Friday, January 27, 2012

Tremont hosts record collector's show Sunday

In July Charlotte's Greg Neal, a record collector and Mount Holly native, began holding collectible vinyl record shows here. After a couple of successful events in hotel convention spaces, he's teaming with Tremont Music Hall to expand the shows further. Tremont (400 W. Tremont Ave.) will host its first Carolina Vinyl and CD Show Sunday, January 29, from 10 a.m. to 4 p.m.

In addition to vinyl vendors will also sell CDs, DVDs, and other memorabilia. The bar will be open and food vendors will be on hand as well.

Vinyl has experienced a resurgence in recent years due to decreasing cds sales and the popularity of digital downloads, which are more portable than both. Many artists, including mainstream ones, are releasing albums on vinyl and including digital download codes in the packaging. You get the best of both worlds - a portable copy and a hard copy with (hopefully) superior sound quality.

While old records don't include a download code of course, buying used is usually cheaper and allows you to discover new music (or music that's new to you rather) without breaking the bank. Manifest Discs, where Neal works, and Lunchbox Records both stock a fantastic selection of used and new vinyl (the Roots' drummer Questlove raved about Charlotte's prices and selection last summer on Twitter).

I prefer hard copies to digital if the music is something I want to hold on to. I'm a collector by nature - of music, action figures, DVDs, Barbies, art, trading cards...So the idea of a local record show is exciting to me. My co-workers at Record Exchange use to travel to Hillsborough every year for a show there.

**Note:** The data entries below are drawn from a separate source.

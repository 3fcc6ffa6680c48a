//! Assistant configuration with builder pattern and environment variable support.
//!
//! Configuration is resolved in order: explicit values → environment variables → defaults.

use std::path::PathBuf;
use std::time::Duration;

use super::agentic_loop::MAX_RUN_BUDGET;
use crate::error::AgentError;

/// Default completion provider.
pub const DEFAULT_PROVIDER: &str = "openai";
/// Default model for the `openai` provider.
pub const DEFAULT_OPENAI_MODEL: &str = "gpt-4o-mini";
/// Default model for the `groq` provider.
pub const DEFAULT_GROQ_MODEL: &str = "llama-3.3-70b-versatile";
/// Groq's `OpenAI`-compatible endpoint.
pub const GROQ_BASE_URL: &str = "https://api.groq.com/openai/v1";
/// Default tool-calling rounds per request.
pub const DEFAULT_MAX_ITERATIONS: usize = 5;
/// Default wall-clock budget per request, in seconds.
pub const DEFAULT_MAX_EXECUTION_SECS: u64 = 60;
/// Default number of turns kept per session.
pub const DEFAULT_HISTORY_TURNS: usize = 10;
/// Default number of documents returned by knowledge search.
pub const DEFAULT_RETRIEVAL_RESULTS: usize = 5;
/// Default sampling temperature.
const DEFAULT_TEMPERATURE: f32 = 0.0;
/// Default completion token limit.
const DEFAULT_MAX_TOKENS: u32 = 1024;

/// Configuration for the assistant.
#[derive(Debug, Clone)]
pub struct AgentConfig {
    /// Completion provider name (`openai` or `groq`).
    pub provider: String,
    /// API key for the provider.
    pub api_key: String,
    /// Base URL override (for proxies or compatible APIs).
    pub base_url: Option<String>,
    /// Model identifier.
    pub model: String,
    /// Sampling temperature.
    pub temperature: f32,
    /// Maximum tokens per completion.
    pub max_tokens: u32,
    /// Tool-calling rounds allowed per request.
    pub max_iterations: usize,
    /// Wall-clock budget for one request.
    pub max_execution_time: Duration,
    /// Turns retained per session.
    pub history_turns: usize,
    /// Documents returned by each knowledge search.
    pub retrieval_results: usize,
    /// Directory of knowledge source files ingested at startup.
    pub knowledge_dir: Option<PathBuf>,
    /// `SQLite` snapshot of the knowledge index.
    pub index_path: Option<PathBuf>,
    /// Commerce REST backend; the in-memory demo backend is used when unset.
    pub commerce_url: Option<String>,
    /// Webhook receiving customer handoffs.
    pub handoff_webhook_url: Option<String>,
    /// Directory containing prompt template files.
    pub prompt_dir: Option<PathBuf>,
}

impl AgentConfig {
    /// Creates a new builder for `AgentConfig`.
    #[must_use]
    pub fn builder() -> AgentConfigBuilder {
        AgentConfigBuilder::default()
    }

    /// Creates configuration from environment variables with defaults.
    ///
    /// # Errors
    ///
    /// Returns [`AgentError::ApiKeyMissing`] if no API key is found, or
    /// [`AgentError::InvalidConfig`] for out-of-range bounds.
    pub fn from_env() -> Result<Self, AgentError> {
        Self::builder().from_env().build()
    }
}

/// Builder for [`AgentConfig`].
#[derive(Debug, Clone, Default)]
pub struct AgentConfigBuilder {
    provider: Option<String>,
    api_key: Option<String>,
    base_url: Option<String>,
    model: Option<String>,
    temperature: Option<f32>,
    max_tokens: Option<u32>,
    max_iterations: Option<usize>,
    max_execution_time: Option<Duration>,
    history_turns: Option<usize>,
    retrieval_results: Option<usize>,
    knowledge_dir: Option<PathBuf>,
    index_path: Option<PathBuf>,
    commerce_url: Option<String>,
    handoff_webhook_url: Option<String>,
    prompt_dir: Option<PathBuf>,
}

fn env_string(key: &str) -> Option<String> {
    std::env::var(key).ok().filter(|v| !v.trim().is_empty())
}

fn env_parse<T: std::str::FromStr>(key: &str) -> Option<T> {
    env_string(key).and_then(|v| v.trim().parse().ok())
}

impl AgentConfigBuilder {
    /// Populates unset fields from environment variables.
    #[must_use]
    pub fn from_env(mut self) -> Self {
        if self.provider.is_none() {
            self.provider = env_string("LUXE_PROVIDER");
        }
        if self.api_key.is_none() {
            self.api_key = env_string("OPENAI_API_KEY")
                .or_else(|| env_string("GROQ_API_KEY"))
                .or_else(|| env_string("LUXE_API_KEY"));
        }
        if self.base_url.is_none() {
            self.base_url = env_string("OPENAI_BASE_URL").or_else(|| env_string("LUXE_BASE_URL"));
        }
        if self.model.is_none() {
            self.model = env_string("LUXE_MODEL");
        }
        if self.max_iterations.is_none() {
            self.max_iterations = env_parse("LUXE_MAX_ITERATIONS");
        }
        if self.max_execution_time.is_none() {
            self.max_execution_time =
                env_parse::<u64>("LUXE_MAX_EXECUTION_SECS").map(Duration::from_secs);
        }
        if self.history_turns.is_none() {
            self.history_turns = env_parse("LUXE_HISTORY_TURNS");
        }
        if self.retrieval_results.is_none() {
            self.retrieval_results = env_parse("LUXE_RETRIEVAL_RESULTS");
        }
        if self.knowledge_dir.is_none() {
            self.knowledge_dir = env_string("LUXE_KNOWLEDGE_DIR").map(PathBuf::from);
        }
        if self.index_path.is_none() {
            self.index_path = env_string("LUXE_INDEX_PATH").map(PathBuf::from);
        }
        if self.commerce_url.is_none() {
            self.commerce_url = env_string("LUXE_COMMERCE_URL");
        }
        if self.handoff_webhook_url.is_none() {
            self.handoff_webhook_url = env_string("LUXE_HANDOFF_WEBHOOK_URL");
        }
        if self.prompt_dir.is_none() {
            self.prompt_dir = env_string("LUXE_PROMPT_DIR").map(PathBuf::from);
        }
        self
    }

    /// Sets the provider name.
    #[must_use]
    pub fn provider(mut self, provider: impl Into<String>) -> Self {
        self.provider = Some(provider.into());
        self
    }

    /// Sets the API key.
    #[must_use]
    pub fn api_key(mut self, key: impl Into<String>) -> Self {
        self.api_key = Some(key.into());
        self
    }

    /// Sets the base URL override.
    #[must_use]
    pub fn base_url(mut self, url: impl Into<String>) -> Self {
        self.base_url = Some(url.into());
        self
    }

    /// Sets the model.
    #[must_use]
    pub fn model(mut self, model: impl Into<String>) -> Self {
        self.model = Some(model.into());
        self
    }

    /// Sets the sampling temperature.
    #[must_use]
    pub const fn temperature(mut self, t: f32) -> Self {
        self.temperature = Some(t);
        self
    }

    /// Sets the completion token limit.
    #[must_use]
    pub const fn max_tokens(mut self, n: u32) -> Self {
        self.max_tokens = Some(n);
        self
    }

    /// Sets the tool-calling round limit.
    #[must_use]
    pub const fn max_iterations(mut self, n: usize) -> Self {
        self.max_iterations = Some(n);
        self
    }

    /// Sets the per-request time budget.
    #[must_use]
    pub const fn max_execution_time(mut self, budget: Duration) -> Self {
        self.max_execution_time = Some(budget);
        self
    }

    /// Sets the session history cap.
    #[must_use]
    pub const fn history_turns(mut self, n: usize) -> Self {
        self.history_turns = Some(n);
        self
    }

    /// Sets the number of documents per knowledge search.
    #[must_use]
    pub const fn retrieval_results(mut self, n: usize) -> Self {
        self.retrieval_results = Some(n);
        self
    }

    /// Sets the knowledge source directory.
    #[must_use]
    pub fn knowledge_dir(mut self, dir: impl Into<PathBuf>) -> Self {
        self.knowledge_dir = Some(dir.into());
        self
    }

    /// Sets the index snapshot path.
    #[must_use]
    pub fn index_path(mut self, path: impl Into<PathBuf>) -> Self {
        self.index_path = Some(path.into());
        self
    }

    /// Sets the commerce backend URL.
    #[must_use]
    pub fn commerce_url(mut self, url: impl Into<String>) -> Self {
        self.commerce_url = Some(url.into());
        self
    }

    /// Sets the customer handoff webhook URL.
    #[must_use]
    pub fn handoff_webhook_url(mut self, url: impl Into<String>) -> Self {
        self.handoff_webhook_url = Some(url.into());
        self
    }

    /// Sets the prompt template directory.
    #[must_use]
    pub fn prompt_dir(mut self, dir: impl Into<PathBuf>) -> Self {
        self.prompt_dir = Some(dir.into());
        self
    }

    /// Builds the [`AgentConfig`].
    ///
    /// # Errors
    ///
    /// Returns [`AgentError::ApiKeyMissing`] if no API key was set, or
    /// [`AgentError::InvalidConfig`] when the iteration limit, time budget or
    /// retrieval count is zero, the time budget exceeds [`MAX_RUN_BUDGET`],
    /// or the history cap cannot hold one turn pair.
    pub fn build(self) -> Result<AgentConfig, AgentError> {
        let api_key = self
            .api_key
            .filter(|k| !k.trim().is_empty())
            .ok_or(AgentError::ApiKeyMissing)?;

        let provider = self
            .provider
            .map_or_else(|| DEFAULT_PROVIDER.to_string(), |p| p.trim().to_lowercase());
        let is_groq = provider == "groq";

        let max_iterations = self.max_iterations.unwrap_or(DEFAULT_MAX_ITERATIONS);
        if max_iterations == 0 {
            return Err(invalid("max_iterations must be at least 1"));
        }
        let max_execution_time = self
            .max_execution_time
            .unwrap_or(Duration::from_secs(DEFAULT_MAX_EXECUTION_SECS));
        if max_execution_time.is_zero() {
            return Err(invalid("max_execution_time must be greater than zero"));
        }
        if max_execution_time > MAX_RUN_BUDGET {
            return Err(invalid(&format!(
                "max_execution_time must be at most {} seconds",
                MAX_RUN_BUDGET.as_secs()
            )));
        }
        let history_turns = self.history_turns.unwrap_or(DEFAULT_HISTORY_TURNS);
        if history_turns < 2 {
            return Err(invalid("history_turns must be at least 2 (one user/assistant pair)"));
        }
        let retrieval_results = self.retrieval_results.unwrap_or(DEFAULT_RETRIEVAL_RESULTS);
        if retrieval_results == 0 {
            return Err(invalid("retrieval_results must be at least 1"));
        }

        Ok(AgentConfig {
            base_url: self
                .base_url
                .or_else(|| is_groq.then(|| GROQ_BASE_URL.to_string())),
            model: self.model.unwrap_or_else(|| {
                if is_groq {
                    DEFAULT_GROQ_MODEL
                } else {
                    DEFAULT_OPENAI_MODEL
                }
                .to_string()
            }),
            provider,
            api_key,
            temperature: self.temperature.unwrap_or(DEFAULT_TEMPERATURE),
            max_tokens: self.max_tokens.unwrap_or(DEFAULT_MAX_TOKENS),
            max_iterations,
            max_execution_time,
            history_turns,
            retrieval_results,
            knowledge_dir: self.knowledge_dir,
            index_path: self.index_path,
            commerce_url: self.commerce_url,
            handoff_webhook_url: self.handoff_webhook_url,
            prompt_dir: self.prompt_dir,
        })
    }
}

fn invalid(message: &str) -> AgentError {
    AgentError::InvalidConfig {
        message: message.to_string(),
    }
}

#[cfg(test)]
mod tests {
    use super::*;

    #[test]
    fn test_builder_defaults() {
        let config = AgentConfig::builder()
            .api_key("test-key")
            .build()
            .unwrap_or_else(|_| unreachable!());
        assert_eq!(config.provider, "openai");
        assert_eq!(config.api_key, "test-key");
        assert_eq!(config.model, DEFAULT_OPENAI_MODEL);
        assert_eq!(config.max_iterations, DEFAULT_MAX_ITERATIONS);
        assert_eq!(config.max_execution_time, Duration::from_secs(60));
        assert_eq!(config.history_turns, 10);
        assert_eq!(config.retrieval_results, 5);
        assert!(config.base_url.is_none());
    }

    #[test]
    fn test_builder_missing_api_key() {
        let result = AgentConfig::builder().build();
        assert!(matches!(result, Err(AgentError::ApiKeyMissing)));

        let blank = AgentConfig::builder().api_key("  ").build();
        assert!(matches!(blank, Err(AgentError::ApiKeyMissing)));
    }

    #[test]
    fn test_groq_defaults() {
        let config = AgentConfig::builder()
            .api_key("gsk")
            .provider("Groq")
            .build()
            .unwrap_or_else(|_| unreachable!());
        assert_eq!(config.provider, "groq");
        assert_eq!(config.base_url.as_deref(), Some(GROQ_BASE_URL));
        assert_eq!(config.model, DEFAULT_GROQ_MODEL);
    }

    #[test]
    fn test_explicit_base_url_wins_for_groq() {
        let config = AgentConfig::builder()
            .api_key("gsk")
            .provider("groq")
            .base_url("http://localhost:8080/v1")
            .build()
            .unwrap_or_else(|_| unreachable!());
        assert_eq!(config.base_url.as_deref(), Some("http://localhost:8080/v1"));
    }

    #[test]
    fn test_zero_bounds_rejected() {
        let zero_iters = AgentConfig::builder().api_key("k").max_iterations(0).build();
        assert!(matches!(zero_iters, Err(AgentError::InvalidConfig { .. })));

        let zero_time = AgentConfig::builder()
            .api_key("k")
            .max_execution_time(Duration::ZERO)
            .build();
        assert!(matches!(zero_time, Err(AgentError::InvalidConfig { .. })));
    }

    #[test]
    fn test_oversized_budget_rejected() {
        let huge = AgentConfig::builder()
            .api_key("k")
            .max_execution_time(Duration::from_secs(u64::MAX))
            .build();
        assert!(matches!(huge, Err(AgentError::InvalidConfig { .. })));

        let at_limit = AgentConfig::builder()
            .api_key("k")
            .max_execution_time(MAX_RUN_BUDGET)
            .build();
        assert!(at_limit.is_ok());
    }

    #[test]
    fn test_history_cap_must_hold_a_pair() {
        let one = AgentConfig::builder().api_key("k").history_turns(1).build();
        assert!(matches!(one, Err(AgentError::InvalidConfig { .. })));

        let two = AgentConfig::builder().api_key("k").history_turns(2).build();
        assert!(two.is_ok());
    }

    #[test]
    fn test_builder_custom_values() {
        let config = AgentConfig::builder()
            .api_key("key")
            .model("gpt-4o")
            .max_iterations(3)
            .max_execution_time(Duration::from_secs(5))
            .retrieval_results(8)
            .commerce_url("http://localhost:8000")
            .build()
            .unwrap_or_else(|_| unreachable!());
        assert_eq!(config.model, "gpt-4o");
        assert_eq!(config.max_iterations, 3);
        assert_eq!(config.max_execution_time, Duration::from_secs(5));
        assert_eq!(config.retrieval_results, 8);
        assert_eq!(config.commerce_url.as_deref(), Some("http://localhost:8000"));
    }
}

Although I once hauled a carry-on bag full of vinyl back from England (where I picked up many a Siouxsie and the Banshees 12 inch single), I don't collect records much anymore. Yet there's still something exciting about buying an album you love on vinyl - larger artwork you can really appreciate, liner notes and lyrics written in large enough print you can actually read it, the warm sound, and the experience of much more active listening (you do have to pay attention enough to flip that record over).

Neal (pictured at a show above) has been selling collectible vinyl on eBay and at regional record shows for a  decade. +He left Charlotte in the `70s and worked in cd and record stores in Los Angeles before returning to town in 1993.

"In an ironic sort of way I was present at the death of vinyl and am now involved in its resurrection," he told me last summer.

Admission for Sunday's show is $2. The organizers hope to make this a regular event.